Chances are you won’t have played the original Soul Hackers, released on SEGA Saturn in 1997 before being ported to Sony PlayStation in 1999 and Nintendo 3DS in 2012.
The good news is that you don’t really need to in order to enjoy Soul Hackers 2, thankfully released on a range of platforms from the outset. And as one of the many spin-offs from the Shin Megami Tensei series, it’s a game very much worthy of the attention of JRPG fans. In fact, with its unique setting, likeable characters and enjoyable battle system, this is one of the best JRPGs of recent years.
On paper, the story of Soul Hackers 2 is your usual JRPG fare, one that involves a party of heroes fighting to save the world from apocalypse. What’s unique here, however, is that two of those heroes are constructs of an advanced intelligence who doesn’t usually meddle in human affairs. And the rest of the party? Well, they were dead until you hacked their souls to see what role they play in the forthcoming events.
Set in a futuristic world where human life has become stagnant, Soul Hackers 2 does a great job of catching your attention from the outset with its sharp writing, interesting characters and stylish visuals. There’s even a choice of English or Japanese voice acting, with the former up to a high standard. Whichever you choose, chances are you’ll quickly become invested in the exploits of your rag-tag bunch.
Thankfully the gameplay doesn’t detract from the experience. This is a JRPG with plenty of dungeon-crawling to be done, rewarding those who like to go off the beaten path and explore. Each dungeon you visit is labyrinthine, and while there are no treasure chests to plunder, there are demons to engage in conversation; your demons, in fact, and they’ll either give you valuable items they’ve found, restore your HP and MP, or introduce you to new demons that may be interested in joining you.
This isn’t Shin Megami Tensei, however. Demons won’t be fighting by your side in combat. Instead, they’re merely equipped to your core cast of characters to provide skills and tweak your stats in battle. Want a character to focus on melee attacks? Equip a demon to them which boosts strength and provides physical skills. Want to focus on magic? Go for one which has high intelligence and some elemental spells. The choice is yours. You really have the freedom to set up your party however you see fit.

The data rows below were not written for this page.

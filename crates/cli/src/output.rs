// SPDX-License-Identifier: BUSL-1.1
// Copyright (c) 2026 Alfred Jean LLC

use std::io::Write;

use chrono::{DateTime, Utc};
use clap::ValueEnum;
use serde::Serialize;
use yajn_core::{format_since, JobMap, JobRecord};

use crate::color;

#[cfg(test)]
#[path = "output_tests.rs"]
mod tests;

#[derive(Clone, Copy, Debug, Default, PartialEq, ValueEnum)]
pub enum OutputFormat {
    #[default]
    Text,
    Json,
}

/// Format-branch helper: pretty JSON when asked for, otherwise `text_fn`.
pub fn format_or_json<T: Serialize + ?Sized>(
    format: OutputFormat,
    data: &T,
    out: &mut dyn Write,
    text_fn: impl FnOnce(&mut dyn Write) -> std::io::Result<()>,
) -> anyhow::Result<()> {
    match format {
        OutputFormat::Json => {
            writeln!(out, "{}", serde_json::to_string_pretty(data)?)?;
        }
        OutputFormat::Text => {
            text_fn(out)?;
        }
    }
    Ok(())
}

/// One line of `yajn list`. Sub-jobs of a view follow their view.
#[derive(Debug, Clone, PartialEq, Eq)]
pub struct JobRow {
    pub name: String,
    /// 0 for a tracked URL, 1 for a sub-job of a view
    pub depth: usize,
    pub status: String,
    pub icon: &'static str,
    pub building: bool,
    pub number: String,
    pub since: String,
    pub error: Option<String>,
}

impl JobRow {
    fn from_record(name: String, depth: usize, job: &JobRecord, now: DateTime<Utc>) -> Self {
        let since = job
            .last_build_time
            .as_deref()
            .and_then(|t| format_since(t, now))
            .map(|s| format!("{s} ago"))
            .unwrap_or_default();
        Self {
            name,
            depth,
            status: job.status.label().to_string(),
            icon: job.status.icon(),
            building: job.building,
            number: job.last_build_number.as_ref().map(|n| format!("#{n}")).unwrap_or_default(),
            since,
            error: job.error.clone(),
        }
    }

    fn indented_name(&self) -> String {
        format!("{}{}", "  ".repeat(self.depth), self.name)
    }
}

/// Flatten the job map into display rows, in URL order.
pub fn job_rows(jobs: &JobMap, now: DateTime<Utc>) -> Vec<JobRow> {
    let mut rows = Vec::new();
    for tracked in jobs.values() {
        let record = tracked.record();
        let mut row = JobRow::from_record(record.name.clone(), 0, record, now);
        match tracked.jobs() {
            Some(sub_jobs) => {
                row.status = format!("{} jobs", sub_jobs.len());
                row.icon = "grey";
                rows.push(row);
                for (key, job) in sub_jobs {
                    rows.push(JobRow::from_record(key.clone(), 1, job, now));
                }
            }
            None => rows.push(row),
        }
    }
    rows
}

const STATUS_WIDTH: usize = 10;
const NUMBER_WIDTH: usize = 7;

pub fn write_rows(rows: &[JobRow], out: &mut dyn Write) -> std::io::Result<()> {
    let width = rows.iter().map(|r| r.indented_name().chars().count()).max().unwrap_or(0);
    for row in rows {
        let mut line = format!(
            "{} {:<width$}  {}{:<NUMBER_WIDTH$} {}",
            color::status(row.icon, "●"),
            row.indented_name(),
            color::status(row.icon, &format!("{:<STATUS_WIDTH$}", row.status)),
            row.number,
            color::muted(&row.since),
        );
        if row.building {
            line.push_str("  building");
        }
        if let Some(error) = &row.error {
            line.push_str(&format!("  ! {error}"));
        }
        writeln!(out, "{}", line.trim_end())?;
    }
    Ok(())
}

Combat itself is your typical turn-based affair, but there are some unique features to make it feel a little fresh. There’s a Stack system, for example, which rewards you for performing actions like exploiting enemy weaknesses. Each stack essentially readies a demon to unleash an attack at the end of your parties turn; more demons joining the stack means a more elaborate – and destructive – attack before your enemies get a chance to retaliate. Another unique feature is Commander Skills, allowing you to make use of a range of powerful commands that can truly change the tide of battle.
The combination of a story that piques your interest before grabbing you like a vice, and gameplay that’s familiar yet oh-so rewarding, makes Soul Hackers 2 the type of game you can sink into for hours. It’s not overcomplicated, but there’s enough content and depth to keep you glued to the screen for tens of hours, trying to develop your character so they can overcome obstacles while also finding more out about their individual motivations and lives.
As you’d expect of a spin-off from the Shin Megami Tensei series, there’s a fusion system here that allows you to develop and create your own army of powerful demons. For those keen on optimising their party setup it will likely become an obsession, hunting down new demons and developing them to acquire new skills before fusing them with others to create a bespoke skill line-up. But there are other ways to boost the abilities of your characters, too, such as upgrading their weapons and equipping accessories that increase defence and often impart other benefits.
Relationship-building also plays a role, with dungeons linked to characters’ souls being key to unlocking unique skills and stat upgrades. To progress in these dungeons you’ll need to raise your soul level with each character, engaging in hangout events when they become available and carefully selecting dialogue options when the opportunity arises. Those wishing to maximise their connecting with all characters will have a challenge on their hands, but it’s worth it.
All in all, there’s not really anything we dislike about Soul Hackers 2. It’s a more straight-laced JRPG than the likes of Persona, letting you concentrate on exploring dungeons and completing quests while still having a healthy dose of story exposition. With the ability to save anywhere and multiple difficulty settings, it’s not likely to frustrate players either. The only thing we’ve not truly been enamoured with is the game’s camera when exploring – you have limited control over its position, but it’s stuck way too close to back of the protagonist. This is something that’s apparently set to be rectified in a day one patch, however, and even as it is, it’s more of a personal preference than a real problem.
Soul Hackers 2 is yet another stellar JRPG from Atlus. It may take many of its themes and gameplay elements from other JRPGs within the company’s umbrella, but it somehow still manages to feel unique thanks to its fresh setting and characters. Whether or not you’re familiar with its predecessor or the Shin Megami Tensei games in general, this is a must-have if you want to conquer dungeons while exploring an intriguing vision of our future.